But it requires a consistent process to guide that decision-making and a new set of skills for both leaders and employees. It also requires us to expand beyond hybrid and remote work, which are just two possible ways to work flexibly, and exclude nearly half of the workforce that needs to be onsite for their jobs. To fully seize the beneficial outcomes of high performance flexibility, organizations need to consider the full continuum of how, when, and where work can be done across the entire talent base.

We discuss this and much more, including my look ahead at how, when, and where I believe we’ll be working 10 to 25 years from now. Listen to the full episode.


In the Boardroom and Why Values are Foundational to High Performance Flexibility

Produced by BDO’s Center for Corporate Governance, BDO in the Boardroom is a podcast for board of directors and those charged with governance. I joined Amy Rojik, Managing Partner, Corporate Governance, on a recent episode to address whether today’s directors truly comprehend the new reality of work and how it’s fundamentally changed.

We discussed why the successful execution of high performance flexibility requires full C-suite participation, organization-wide training, and a willingness to experiment. I shared how the boards and leadership teams that have instilled a strong set of core values and a culture of innovation have more success evolving and optimizing the flexible way their organization operates. 
 
When organizations align their work with their values and live those values, they’re leading with what they need to do. They lead with the work first and in service of the work, then they determine how, when, and where they do that best. Using your office building is not a value, but it can certainly enable connection and culture – those are values. (Yep — Return to office mandates, I’m talking to you.)
 
Whether it’s supporting colleagues or serving customers or communities, when work and values align, that’s what increases productivity and moves organizations forward.
 
Listen to the full BDO In the Boardroom episode. And for a refresher and further insights into why flexibility matters to corporate boards and governance execs, look to my July 26 newsletter on the topic.
 
A bit about my relationship with BDO. The professional services firm is a long-term Flex+Strategy Group client. High performance flexibility serves as a critical business driver for the firm, which continues to take its flexible work strategy to the next level as an integral part of its culture and operations.  
 
“Together, We Thrive” was the theme of their recent partner meeting where I gave a keynote that included stories and insights from the three partners — Meredith Pilaro, Ayoub Sunna, and Daniel Kramer — who champion the national effort. (That’s us illuminated by the backstage lights after we presented.)

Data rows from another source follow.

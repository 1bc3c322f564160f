//! HTTP client for the Flowdeck API.
//!
//! Wraps `reqwest` with the bearer token and timeout from [`ClientConfig`],
//! and turns non-2xx responses into [`ClientError`]s that carry a severity.

use reqwest::header::{HeaderMap, HeaderValue, AUTHORIZATION};
use reqwest::{Method, RequestBuilder, StatusCode};
use serde::de::DeserializeOwned;
use serde::{Deserialize, Serialize};
use shared::config::ClientConfig;
use shared::models::{BlockConfig, Flow, Metric, MetricKind, Notebook, NotebookPatch, Tenant};
use shared::persistence::{NotebookSink, PersistError};
use shared::promql::GeneratedQuery;
use shared::uuid::Uuid;
use std::future::Future;
use thiserror::Error;

/// How loudly a failure should be reported.
#[derive(Debug, Clone, Copy, PartialEq, Eq)]
pub enum Severity {
    /// The request was wrong; the user can fix it.
    Warning,
    /// The server or network failed.
    Error,
}

/// Errors returned by [`ApiClient`].
#[derive(Debug, Error)]
pub enum ClientError {
    /// The request did not complete within the configured timeout.
    #[error("Request timed out")]
    Timeout,

    /// The server answered with a non-success status.
    #[error("HTTP {status}: {message}")]
    Http {
        /// Response status.
        status: StatusCode,
        /// Message from the error body, or the raw body.
        message: String,
    },

    /// The request could not be sent.
    #[error("Request failed: {0}")]
    Transport(String),

    /// The response body was not what was expected.
    #[error("Invalid response: {0}")]
    Decode(String),

    /// The client could not be built from its configuration.
    #[error("Invalid client configuration: {0}")]
    Config(String),
}

impl ClientError {
    /// Classifies the error: client-side HTTP errors are warnings,
    /// everything else is an error.
    #[must_use]
    pub fn severity(&self) -> Severity {
        match self {
            Self::Http { status, .. } if status.is_client_error() => Severity::Warning,
            _ => Severity::Error,
        }
    }

    /// Logs the error at the level matching its severity.
    pub fn report(&self, context: &str) {
        match self.severity() {
            Severity::Warning => tracing::warn!(error = %self, "{context}"),
            Severity::Error => tracing::error!(error = %self, "{context}"),
        }
    }

    fn from_reqwest(err: &reqwest::Error) -> Self {
        if err.is_timeout() {
            Self::Timeout
        } else if err.is_decode() {
            Self::Decode(err.to_string())
        } else {
            Self::Transport(err.to_string())
        }
    }
}

#[derive(Deserialize)]
struct ErrorBody {
    message: String,
}

#[derive(Deserialize)]
struct MetricList {
    metrics: Vec<Metric>,
}

#[derive(Deserialize)]
struct LabelList {
    labels: Vec<String>,
}

#[derive(Deserialize)]
struct TenantList {
    tenants: Vec<Tenant>,
}

/// One page of flows.
#[derive(Debug, Default, Serialize, Deserialize)]
pub struct FlowPage {
    /// Flows on the page, newest first.
    pub flows: Vec<Flow>,
    /// Number of flows matching the filters.
    pub total_count: usize,
}

/// Filters for listing flows.
#[derive(Debug, Default, Serialize)]
pub struct FlowFilter {
    /// Tenant filter.
    #[serde(skip_serializing_if = "Option::is_none")]
    pub tenant_id: Option<Uuid>,
    /// Status filter ("running", "failed", ...).
    #[serde(skip_serializing_if = "Option::is_none")]
    pub status: Option<String>,
    /// Page size.
    #[serde(skip_serializing_if = "Option::is_none")]
    pub limit: Option<usize>,
    /// Page offset.
    #[serde(skip_serializing_if = "Option::is_none")]
    pub offset: Option<usize>,
}

/// Client for the Flowdeck REST API.
#[derive(Debug, Clone)]
pub struct ApiClient {
    http: reqwest::Client,
    config: ClientConfig,
}

impl ApiClient {
    /// Builds a client from its configuration.
    ///
    /// # Errors
    ///
    /// Returns `ClientError::Config` if the token is not a valid header value
    /// or the HTTP client cannot be built.
    pub fn new(config: ClientConfig) -> Result<Self, ClientError> {
        let mut headers = HeaderMap::new();
        if let Some(token) = &config.token {
            let mut value = HeaderValue::from_str(&format!("Bearer {token}"))
                .map_err(|e| ClientError::Config(e.to_string()))?;
            value.set_sensitive(true);
            headers.insert(AUTHORIZATION, value);
        }

        let http = reqwest::Client::builder()
            .timeout(config.timeout())
            .default_headers(headers)
            .build()
            .map_err(|e| ClientError::Config(e.to_string()))?;

        Ok(Self { http, config })
    }

    /// The configuration the client was built with.
    #[must_use]
    pub fn config(&self) -> &ClientConfig {
        &self.config
    }

    fn request(&self, method: Method, path: &str) -> RequestBuilder {
        self.http.request(method, self.config.url(path))
    }

    async fn execute<T: DeserializeOwned>(&self, request: RequestBuilder) -> Result<T, ClientError> {
        let response = request
            .send()
            .await
            .map_err(|e| ClientError::from_reqwest(&e))?;

        let status = response.status();
        if !status.is_success() {
            let body = response.text().await.unwrap_or_default();
            let message = serde_json::from_str::<ErrorBody>(&body)
                .map(|b| b.message)
                .unwrap_or(body);
            return Err(ClientError::Http { status, message });
        }

        response
            .json::<T>()
            .await
            .map_err(|e| ClientError::from_reqwest(&e))
    }

    /// Fetches the health document.
    ///
    /// # Errors
    ///
    /// Returns an error if the request fails.
    pub async fn health(&self) -> Result<serde_json::Value, ClientError> {
        self.execute(self.request(Method::GET, "/health")).await
    }

    /// Lists catalog metrics.
    ///
    /// # Errors
    ///
    /// Returns an error if the request fails.
    pub async fn metrics(
        &self,
        kind: Option<MetricKind>,
        search: Option<&str>,
    ) -> Result<Vec<Metric>, ClientError> {
        let mut query: Vec<(&str, String)> = Vec::new();
        if let Some(kind) = kind {
            query.push(("kind", kind.to_string()));
        }
        if let Some(search) = search {
            query.push(("search", search.to_string()));
        }
        let list: MetricList = self
            .execute(self.request(Method::GET, "/api/metrics").query(&query))
            .await?;
        Ok(list.metrics)
    }

    /// Lists label names, for one metric or across the catalog.
    ///
    /// # Errors
    ///
    /// Returns an error if the request fails.
    pub async fn labels(&self, metric: Option<&str>) -> Result<Vec<String>, ClientError> {
        let mut request = self.request(Method::GET, "/api/labels");
        if let Some(metric) = metric {
            request = request.query(&[("metric", metric)]);
        }
        let list: LabelList = self.execute(request).await?;
        Ok(list.labels)
    }

    /// Lists tenants.
    ///
    /// # Errors
    ///
    /// Returns an error if the request fails.
    pub async fn tenants(&self) -> Result<Vec<Tenant>, ClientError> {
        let list: TenantList = self.execute(self.request(Method::GET, "/api/tenants")).await?;
        Ok(list.tenants)
    }

    /// Lists one page of flows.
    ///
    /// # Errors
    ///
    /// Returns an error if the request fails.
    pub async fn flows(&self, filter: &FlowFilter) -> Result<FlowPage, ClientError> {
        self.execute(self.request(Method::GET, "/api/flows").query(filter))
            .await
    }

    /// Asks the server to generate a query for a catalog metric.
    ///
    /// # Errors
    ///
    /// Returns an error if the request fails or the server rejects the
    /// selection.
    pub async fn promql(&self, config: &BlockConfig) -> Result<GeneratedQuery, ClientError> {
        self.execute(self.request(Method::POST, "/api/promql").json(config))
            .await
    }

    /// Fetches a notebook.
    ///
    /// # Errors
    ///
    /// Returns an error if the request fails.
    pub async fn notebook(&self, id: Uuid) -> Result<Notebook, ClientError> {
        self.execute(self.request(Method::GET, &format!("/api/notebooks/{id}")))
            .await
    }

    /// Applies a partial update to a notebook.
    ///
    /// # Errors
    ///
    /// Returns an error if the request fails or the update is rejected.
    pub async fn patch_notebook(
        &self,
        id: Uuid,
        patch: &NotebookPatch,
    ) -> Result<Notebook, ClientError> {
        self.execute(
            self.request(Method::PATCH, &format!("/api/notebooks/{id}"))
                .json(patch),
        )
        .await
    }
}

impl NotebookSink for ApiClient {
    fn save(
        &self,
        id: Uuid,
        patch: NotebookPatch,
    ) -> impl Future<Output = Result<(), PersistError>> + Send {
        let client = self.clone();
        async move {
            match client.patch_notebook(id, &patch).await {
                Ok(_) => Ok(()),
                Err(ClientError::Http { status, .. }) if status == StatusCode::NOT_FOUND => {
                    Err(PersistError::NotFound(id))
                }
                Err(e) => {
                    e.report("Failed to save notebook");
                    Err(PersistError::Rejected(e.to_string()))
                }
            }
        }
    }
}

/// Logs a failed request and falls back to an empty value.
pub fn or_empty<T: Default>(result: Result<T, ClientError>, context: &str) -> T {
    result.unwrap_or_else(|e| {
        e.report(context);
        T::default()
    })
}
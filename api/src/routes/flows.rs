//! Flow execution endpoints.

use super::error::{api_error, json_body, store_error, ApiResult};
use crate::state::AppState;
use axum::{
    extract::{rejection::JsonRejection, Path, Query, State},
    http::StatusCode,
    routing::get,
    Json, Router,
};
use chrono::{DateTime, Utc};
use serde::{Deserialize, Serialize};
use shared::models::{Flow, FlowStatus};
use shared::storage::FlowQuery;
use std::collections::HashMap;
use uuid::Uuid;

/// Default page size for flow listings.
const DEFAULT_LIMIT: usize = 50;

/// Upper bound on the page size.
const MAX_LIMIT: usize = 500;

/// A flow as reported by a runner. Posting an existing id replaces it.
#[derive(Debug, Deserialize)]
pub struct FlowRequest {
    /// Existing flow id, when reporting a status change.
    #[serde(default)]
    pub id: Option<Uuid>,
    /// Owning tenant.
    pub tenant_id: Uuid,
    /// Flow name.
    pub name: String,
    /// Current status.
    #[serde(default)]
    pub status: FlowStatus,
    /// Start time (defaults to now).
    #[serde(default = "Utc::now")]
    pub start_time: DateTime<Utc>,
    /// End time, required for terminal statuses.
    #[serde(default)]
    pub end_time: Option<DateTime<Utc>>,
    /// Labels.
    #[serde(default)]
    pub labels: HashMap<String, String>,
}

impl From<FlowRequest> for Flow {
    fn from(req: FlowRequest) -> Self {
        Self {
            id: req.id.unwrap_or_else(Uuid::new_v4),
            tenant_id: req.tenant_id,
            name: req.name,
            status: req.status,
            start_time: req.start_time,
            end_time: req.end_time,
            labels: req.labels,
        }
    }
}

/// Query parameters for listing flows.
#[derive(Debug, Deserialize)]
pub struct FlowListParams {
    /// Tenant filter.
    pub tenant_id: Option<Uuid>,
    /// Status filter.
    pub status: Option<FlowStatus>,
    /// Name substring filter.
    pub name: Option<String>,
    /// Page size.
    pub limit: Option<usize>,
    /// Page offset.
    pub offset: Option<usize>,
}

/// Response for flow listing.
#[derive(Debug, Serialize, Deserialize)]
pub struct FlowListResponse {
    /// Flows on this page, newest first.
    pub flows: Vec<Flow>,
    /// Number of flows matching the filters.
    pub total_count: usize,
    /// Page size used.
    pub limit: usize,
    /// Offset used.
    pub offset: usize,
}

/// Creates the flow routes.
pub fn flow_routes(state: AppState) -> Router {
    Router::new()
        .route("/api/flows", get(list_flows).post(report_flow))
        .route("/api/flows/{id}", get(get_flow))
        .with_state(state)
}

async fn report_flow(
    State(state): State<AppState>,
    payload: Result<Json<FlowRequest>, JsonRejection>,
) -> ApiResult<(StatusCode, Json<Flow>)> {
    let flow: Flow = json_body(payload)?.into();

    state.tenant_store().get(flow.tenant_id).map_err(store_error)?;
    state.flow_store().upsert(flow.clone()).map_err(store_error)?;
    tracing::debug!(flow_id = %flow.id, status = %flow.status, "Recorded flow");
    Ok((StatusCode::CREATED, Json(flow)))
}

async fn list_flows(
    State(state): State<AppState>,
    Query(params): Query<FlowListParams>,
) -> ApiResult<Json<FlowListResponse>> {
    let limit = params.limit.unwrap_or(DEFAULT_LIMIT);
    if limit == 0 || limit > MAX_LIMIT {
        return Err(api_error(
            StatusCode::BAD_REQUEST,
            "invalid_limit",
            format!("limit must be between 1 and {MAX_LIMIT}"),
        ));
    }
    let offset = params.offset.unwrap_or(0);

    let mut query = FlowQuery::new().with_limit(limit).with_offset(offset);
    if let Some(tenant_id) = params.tenant_id {
        query = query.with_tenant(tenant_id);
    }
    if let Some(status) = params.status {
        query = query.with_status(status);
    }
    if let Some(name) = params.name {
        query = query.with_name_contains(name);
    }

    let result = state.flow_store().query(&query).map_err(store_error)?;
    Ok(Json(FlowListResponse {
        flows: result.flows,
        total_count: result.total_count,
        limit,
        offset,
    }))
}

async fn get_flow(
    State(state): State<AppState>,
    Path(id): Path<Uuid>,
) -> ApiResult<Json<Flow>> {
    state.flow_store().get(id).map(Json).map_err(store_error)
}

The keynote served as a force multiplier kick-off. The goal was to ensure the firm’s 800 partners are poised to lead from a shared understanding and consistent approach as they continue to optimize how, when, and where their offices and teams are working to meet emerging employee and client needs.

This leveling-up execution includes the launch of a new Flex Success training series to provide professionals at all levels the skills and tools to partner with each other to define and execute the flexibility that will work for the unique needs of the firm and its employees. 
 
What is your organization doing to involve, engage and prepare every level for flex success and how can we help? Let me know.


Why Flexibility Matters to Corporate Boards and Governance Execs

As oversight of talent and human capital issues become front and center for corporate boards, I joined KPMG Board Leadership Center’s (BLC) Spring Directors Roundtable as a panelist for a discussion about “What workers want – Understanding the new employee/employer dynamic.” We explored the factors driving employees’ needs and expectations—from personal well-being and work-life fit to alignment with the company’s purpose.

Moderated by KMPG BLC Senior Advisor Stephen L. Brown, the panel also included Columbia Business School’s Todd Jick. Todd is the Reuben Mark Faculty Director of Organizational Character and Leadership and a former independent director of Claire’s Stores, Inc. Our other panelist was Eskalera co-founder and CEO Dane E. Holmes, who is also an independent director of KKR & Co., Inc. and Goldman Sachs’ former global head of human capital management.


We all agreed regardless of how directors structure their oversight of human capital management and talent strategy, it should be part of every board discussion. And as I noted, that includes work flexibility.

When people say, “I want flexibility,” they really want to be able to have some control over how, when, and where they’re going to do their jobs best. That means flexibility is not an HR policy or program that sits outside of the business. But unfortunately, that’s why a lot of organizations are stuck.

Why does this matter now and going forward? Because institutional investors and regulators are increasingly focused on ESG and human-capital metrics, all of which are directly impacted in some way by flexibility in how, when, and where we work.

Read more about our Spring Directors Roundtable in this Insight recap that was published in the July edition of KMPG’s Directors Quarterly publication and is also available at the KMPG Board Leadership Center. Additionally, you can watch webcast replay of the full Roundtable.

Flexibility was also on the agenda at the recent Society for Corporate Governance National Conference where I was a panelist for the general session, “The Modern Workplace” along with Randy Clark, CAO of Sempra Infrastructure, Geralyn Ritter, Head of External Affairs and ESG at Organon, and Adam Kokas, EVP and General Counsel of Atlas Air. We all agreed whether it’s cybersecurity to DEI to pending SEC rules regarding human capital metrics, the flexibility at the core of the modern workplace impacts a variety of management and corporate governance issues.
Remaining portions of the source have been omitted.